What is being asked: Your task is to filter the entries and copy every line containing the string "dispatcher".

(Stored data)
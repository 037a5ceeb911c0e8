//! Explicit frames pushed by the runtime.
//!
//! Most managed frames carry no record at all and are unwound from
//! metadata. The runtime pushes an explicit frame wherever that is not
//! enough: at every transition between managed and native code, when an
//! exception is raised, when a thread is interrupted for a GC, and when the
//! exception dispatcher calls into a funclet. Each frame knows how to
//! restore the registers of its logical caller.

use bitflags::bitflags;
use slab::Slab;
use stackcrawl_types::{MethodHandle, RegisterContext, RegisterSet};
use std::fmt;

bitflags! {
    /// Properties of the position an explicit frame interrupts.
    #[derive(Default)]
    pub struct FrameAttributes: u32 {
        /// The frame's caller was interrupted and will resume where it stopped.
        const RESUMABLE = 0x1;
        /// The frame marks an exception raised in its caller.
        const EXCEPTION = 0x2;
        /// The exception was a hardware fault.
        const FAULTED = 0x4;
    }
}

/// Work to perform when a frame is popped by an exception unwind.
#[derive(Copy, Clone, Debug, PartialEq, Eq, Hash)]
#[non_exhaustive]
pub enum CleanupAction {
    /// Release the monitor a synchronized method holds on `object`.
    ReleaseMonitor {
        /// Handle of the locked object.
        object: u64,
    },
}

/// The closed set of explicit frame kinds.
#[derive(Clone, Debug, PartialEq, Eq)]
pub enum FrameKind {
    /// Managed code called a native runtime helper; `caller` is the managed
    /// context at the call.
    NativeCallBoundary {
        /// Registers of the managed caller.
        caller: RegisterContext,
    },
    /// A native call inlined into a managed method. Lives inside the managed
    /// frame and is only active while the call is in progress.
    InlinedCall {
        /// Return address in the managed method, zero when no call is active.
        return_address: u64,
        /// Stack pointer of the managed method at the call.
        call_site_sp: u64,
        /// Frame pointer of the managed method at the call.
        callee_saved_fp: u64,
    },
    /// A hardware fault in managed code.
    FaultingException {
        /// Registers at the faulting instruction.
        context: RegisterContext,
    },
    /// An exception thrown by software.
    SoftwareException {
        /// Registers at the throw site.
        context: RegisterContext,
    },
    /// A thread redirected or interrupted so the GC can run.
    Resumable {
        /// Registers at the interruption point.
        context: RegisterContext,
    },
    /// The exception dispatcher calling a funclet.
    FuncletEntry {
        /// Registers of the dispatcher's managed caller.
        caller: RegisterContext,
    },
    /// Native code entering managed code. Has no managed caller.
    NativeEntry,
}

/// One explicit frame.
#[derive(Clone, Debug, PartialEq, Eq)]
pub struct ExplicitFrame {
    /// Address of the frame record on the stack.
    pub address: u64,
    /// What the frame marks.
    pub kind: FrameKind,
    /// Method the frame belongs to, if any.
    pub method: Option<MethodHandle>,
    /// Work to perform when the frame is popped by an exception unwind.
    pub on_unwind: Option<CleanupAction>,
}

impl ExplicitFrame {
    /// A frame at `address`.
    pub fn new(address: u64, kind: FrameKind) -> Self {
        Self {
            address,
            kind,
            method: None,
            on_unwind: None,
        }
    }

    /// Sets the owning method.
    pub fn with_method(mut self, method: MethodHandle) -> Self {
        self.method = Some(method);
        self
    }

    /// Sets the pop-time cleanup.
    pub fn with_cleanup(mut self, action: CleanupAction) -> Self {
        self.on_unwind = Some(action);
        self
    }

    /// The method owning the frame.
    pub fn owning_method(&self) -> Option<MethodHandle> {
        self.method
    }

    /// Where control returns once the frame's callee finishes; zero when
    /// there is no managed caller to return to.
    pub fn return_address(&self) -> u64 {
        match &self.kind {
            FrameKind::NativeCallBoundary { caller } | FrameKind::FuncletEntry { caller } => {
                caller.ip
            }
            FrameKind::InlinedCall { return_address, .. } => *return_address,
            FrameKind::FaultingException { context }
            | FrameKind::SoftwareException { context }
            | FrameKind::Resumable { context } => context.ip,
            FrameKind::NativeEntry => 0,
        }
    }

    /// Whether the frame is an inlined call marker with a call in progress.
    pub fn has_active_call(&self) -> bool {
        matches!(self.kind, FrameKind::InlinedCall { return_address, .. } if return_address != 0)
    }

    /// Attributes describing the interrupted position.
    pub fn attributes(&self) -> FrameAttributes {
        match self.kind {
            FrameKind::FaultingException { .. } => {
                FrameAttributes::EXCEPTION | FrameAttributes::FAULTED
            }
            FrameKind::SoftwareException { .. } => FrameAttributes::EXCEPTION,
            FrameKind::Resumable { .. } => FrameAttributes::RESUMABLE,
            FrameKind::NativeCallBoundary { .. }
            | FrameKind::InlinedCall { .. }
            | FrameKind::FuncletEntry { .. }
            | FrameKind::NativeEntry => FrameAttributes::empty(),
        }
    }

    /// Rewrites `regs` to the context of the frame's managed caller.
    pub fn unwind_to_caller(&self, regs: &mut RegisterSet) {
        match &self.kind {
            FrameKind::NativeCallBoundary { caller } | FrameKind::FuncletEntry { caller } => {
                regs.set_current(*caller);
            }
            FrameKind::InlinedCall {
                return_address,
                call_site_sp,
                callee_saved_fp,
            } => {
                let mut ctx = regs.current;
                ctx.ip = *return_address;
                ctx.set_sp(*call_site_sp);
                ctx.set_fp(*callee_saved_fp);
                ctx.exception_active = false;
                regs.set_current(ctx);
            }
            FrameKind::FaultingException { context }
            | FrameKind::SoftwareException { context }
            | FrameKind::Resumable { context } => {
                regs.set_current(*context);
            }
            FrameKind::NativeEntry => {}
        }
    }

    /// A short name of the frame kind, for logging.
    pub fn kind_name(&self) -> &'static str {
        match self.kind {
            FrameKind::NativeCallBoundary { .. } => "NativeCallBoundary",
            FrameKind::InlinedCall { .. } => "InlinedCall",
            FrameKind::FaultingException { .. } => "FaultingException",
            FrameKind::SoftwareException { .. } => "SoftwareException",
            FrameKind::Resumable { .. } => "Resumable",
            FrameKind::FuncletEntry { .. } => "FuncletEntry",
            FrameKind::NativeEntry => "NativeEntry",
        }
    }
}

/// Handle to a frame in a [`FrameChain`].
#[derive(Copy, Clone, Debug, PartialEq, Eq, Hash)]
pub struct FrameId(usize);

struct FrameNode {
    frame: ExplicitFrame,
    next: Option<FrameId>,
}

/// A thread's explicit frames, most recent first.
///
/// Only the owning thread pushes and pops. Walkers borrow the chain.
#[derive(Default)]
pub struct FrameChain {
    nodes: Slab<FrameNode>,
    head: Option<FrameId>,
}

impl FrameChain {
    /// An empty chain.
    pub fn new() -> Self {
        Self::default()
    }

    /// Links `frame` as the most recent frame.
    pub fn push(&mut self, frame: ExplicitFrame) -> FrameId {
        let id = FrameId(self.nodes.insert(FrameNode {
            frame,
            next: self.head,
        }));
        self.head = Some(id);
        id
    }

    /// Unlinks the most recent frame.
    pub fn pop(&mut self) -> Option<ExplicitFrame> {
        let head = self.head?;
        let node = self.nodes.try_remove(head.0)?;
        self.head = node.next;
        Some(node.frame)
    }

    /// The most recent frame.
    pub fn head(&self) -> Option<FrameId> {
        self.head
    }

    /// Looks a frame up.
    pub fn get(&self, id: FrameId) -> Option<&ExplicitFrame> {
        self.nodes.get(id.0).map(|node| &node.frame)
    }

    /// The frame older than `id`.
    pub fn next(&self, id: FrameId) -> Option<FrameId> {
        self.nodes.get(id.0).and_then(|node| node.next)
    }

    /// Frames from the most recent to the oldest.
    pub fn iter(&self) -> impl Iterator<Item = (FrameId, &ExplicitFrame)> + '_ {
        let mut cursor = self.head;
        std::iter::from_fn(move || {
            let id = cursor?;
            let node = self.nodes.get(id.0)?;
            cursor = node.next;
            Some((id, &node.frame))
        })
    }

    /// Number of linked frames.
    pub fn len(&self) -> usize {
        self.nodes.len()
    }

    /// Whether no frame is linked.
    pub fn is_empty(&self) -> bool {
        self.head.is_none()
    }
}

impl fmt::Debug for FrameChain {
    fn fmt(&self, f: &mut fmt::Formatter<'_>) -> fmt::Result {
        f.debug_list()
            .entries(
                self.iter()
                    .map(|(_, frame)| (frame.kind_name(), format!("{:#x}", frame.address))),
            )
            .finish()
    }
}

Result for this task:
//! exception dispatcher calls into a funclet. Each frame knows how to
    /// The exception dispatcher calling a funclet.
        /// Registers of the dispatcher's managed caller.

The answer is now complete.